**Activity**
Search the data below for the word "ClassDecl" and copy each line that holds it.

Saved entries
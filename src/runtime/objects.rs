use tracing::debug;

use crate::ast::{ClassDecl, Modifier};

use super::error::RuntimeError;
use super::output::OutputSink;
use super::state::{ProgramState, GLOBAL_SCOPE};
use super::value::{ObjectId, Value};
use super::Interpreter;

// ── Heap ────────────────────────────────────────────────────────────────

#[derive(Debug, Clone, PartialEq)]
pub struct ObjectRecord {
    pub id: ObjectId,
    /// Number of slots (variables, attributes, array cells) holding a handle.
    pub references: usize,
    pub class_name: String,
}

/// Object records indexed by `ObjectId`. Indices are never reused within a
/// run, so a stale handle can only miss, never alias.
#[derive(Debug, Default, Clone)]
pub struct ObjectHeap {
    slots: Vec<Option<ObjectRecord>>,
}

impl ObjectHeap {
    pub fn allocate(&mut self, class_name: &str) -> ObjectId {
        let id = ObjectId(self.slots.len());
        self.slots.push(Some(ObjectRecord {
            id,
            references: 0,
            class_name: class_name.to_string(),
        }));
        id
    }

    pub fn get(&self, id: ObjectId) -> Option<&ObjectRecord> {
        self.slots.get(id.0).and_then(Option::as_ref)
    }

    fn get_mut(&mut self, id: ObjectId) -> Option<&mut ObjectRecord> {
        self.slots.get_mut(id.0).and_then(Option::as_mut)
    }

    pub fn retain(&mut self, id: ObjectId) {
        if let Some(record) = self.get_mut(id) {
            record.references += 1;
        }
    }

    /// Decrements the count and returns what is left.
    pub fn decrement(&mut self, id: ObjectId) -> Option<usize> {
        let record = self.get_mut(id)?;
        record.references = record.references.saturating_sub(1);
        Some(record.references)
    }

    pub fn remove(&mut self, id: ObjectId) -> Option<ObjectRecord> {
        self.slots.get_mut(id.0).and_then(Option::take)
    }

    pub fn live_count(&self) -> usize {
        self.slots.iter().filter(|slot| slot.is_some()).count()
    }
}

// ── Reference counting ──────────────────────────────────────────────────

impl ProgramState {
    pub fn retain_value(&mut self, value: &Value) {
        for id in value.handles() {
            self.heap.retain(id);
        }
    }

    /// Drops one reference per handle in `value`, reclaiming objects that
    /// reach zero.
    pub fn release_value(&mut self, value: Value) {
        for id in value.handles() {
            self.release_object(id);
        }
    }

    /// Drops one reference per handle without reclaiming anything. Used when
    /// a value is handed back to an expression that has not stored it yet.
    pub fn disown_value(&mut self, value: &Value) {
        for id in value.handles() {
            self.heap.decrement(id);
        }
    }

    pub fn release_object(&mut self, id: ObjectId) {
        if self.heap.decrement(id) == Some(0) {
            self.delete_object(id);
        }
    }

    /// Reclaims objects in `value` that nothing refers to.
    pub fn discard_temporary(&mut self, value: &Value) {
        for id in value.handles() {
            if self.references(id) == Some(0) {
                self.delete_object(id);
            }
        }
    }

    fn delete_object(&mut self, id: ObjectId) {
        let Some(record) = self.heap.remove(id) else {
            return;
        };
        debug!(object = %id, class = %record.class_name, "reclaiming object");
        let attributes: Vec<String> = self
            .classes
            .get(&record.class_name)
            .map(|class| class.attributes.iter().map(|a| a.name.clone()).collect())
            .unwrap_or_default();
        for attribute in attributes {
            self.unlink(&attribute_slot(id, &attribute), Some(GLOBAL_SCOPE));
        }
    }
}

/// Global-scope name (and storage key) of an object attribute.
pub fn attribute_slot(id: ObjectId, attribute: &str) -> String {
    format!("{}::{}", id, attribute)
}

// ── Visibility ──────────────────────────────────────────────────────────

/// Whether code running in `invoker` may touch `member` of `class`.
/// Undeclared members are not visible. Protected access from another class
/// would need inheritance, which the language does not have.
pub fn check_visibility(
    invoker: Option<&str>,
    class: &ClassDecl,
    member: &str,
) -> Result<bool, RuntimeError> {
    let Some(modifier) = class.member_modifier(member) else {
        return Ok(false);
    };
    let same_class = invoker == Some(class.name.as_str());
    match modifier {
        Modifier::Public => Ok(true),
        Modifier::Private => Ok(same_class),
        Modifier::Protected if same_class => Ok(true),
        Modifier::Protected => Err(RuntimeError::InheritanceUnsupported {
            invoker: invoker.unwrap_or(GLOBAL_SCOPE).to_string(),
            class: class.name.clone(),
            member: member.to_string(),
        }),
    }
}

// ── Instantiation ───────────────────────────────────────────────────────

impl<S: OutputSink> Interpreter<S> {
    /// Allocates an object of `class` and initializes every declared
    /// attribute. The new object starts with no references.
    pub(crate) fn instantiate(&mut self, class: &ClassDecl) -> Result<ObjectId, RuntimeError> {
        for attribute in &class.attributes {
            if let Some(init) = &attribute.init {
                if !init.is_constant_expression() {
                    return Err(RuntimeError::NonConstantAttributeInit {
                        attribute: attribute.name.clone(),
                        class: class.name.clone(),
                    });
                }
            }
        }

        let id = self.state.heap.allocate(&class.name);
        for attribute in &class.attributes {
            let value = match &attribute.init {
                Some(init) => self.eval(init)?,
                None => Value::empty(),
            };
            self.state.assign_attribute(id, &attribute.name, value);
        }
        debug!(class = %class.name, object = %id, "instantiated object");
        Ok(id)
    }
}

**Expected output**
use crate::ast::{ClassDecl, Modifier};
    class: &ClassDecl,
    pub(crate) fn instantiate(&mut self, class: &ClassDecl) -> Result<ObjectId, RuntimeError> {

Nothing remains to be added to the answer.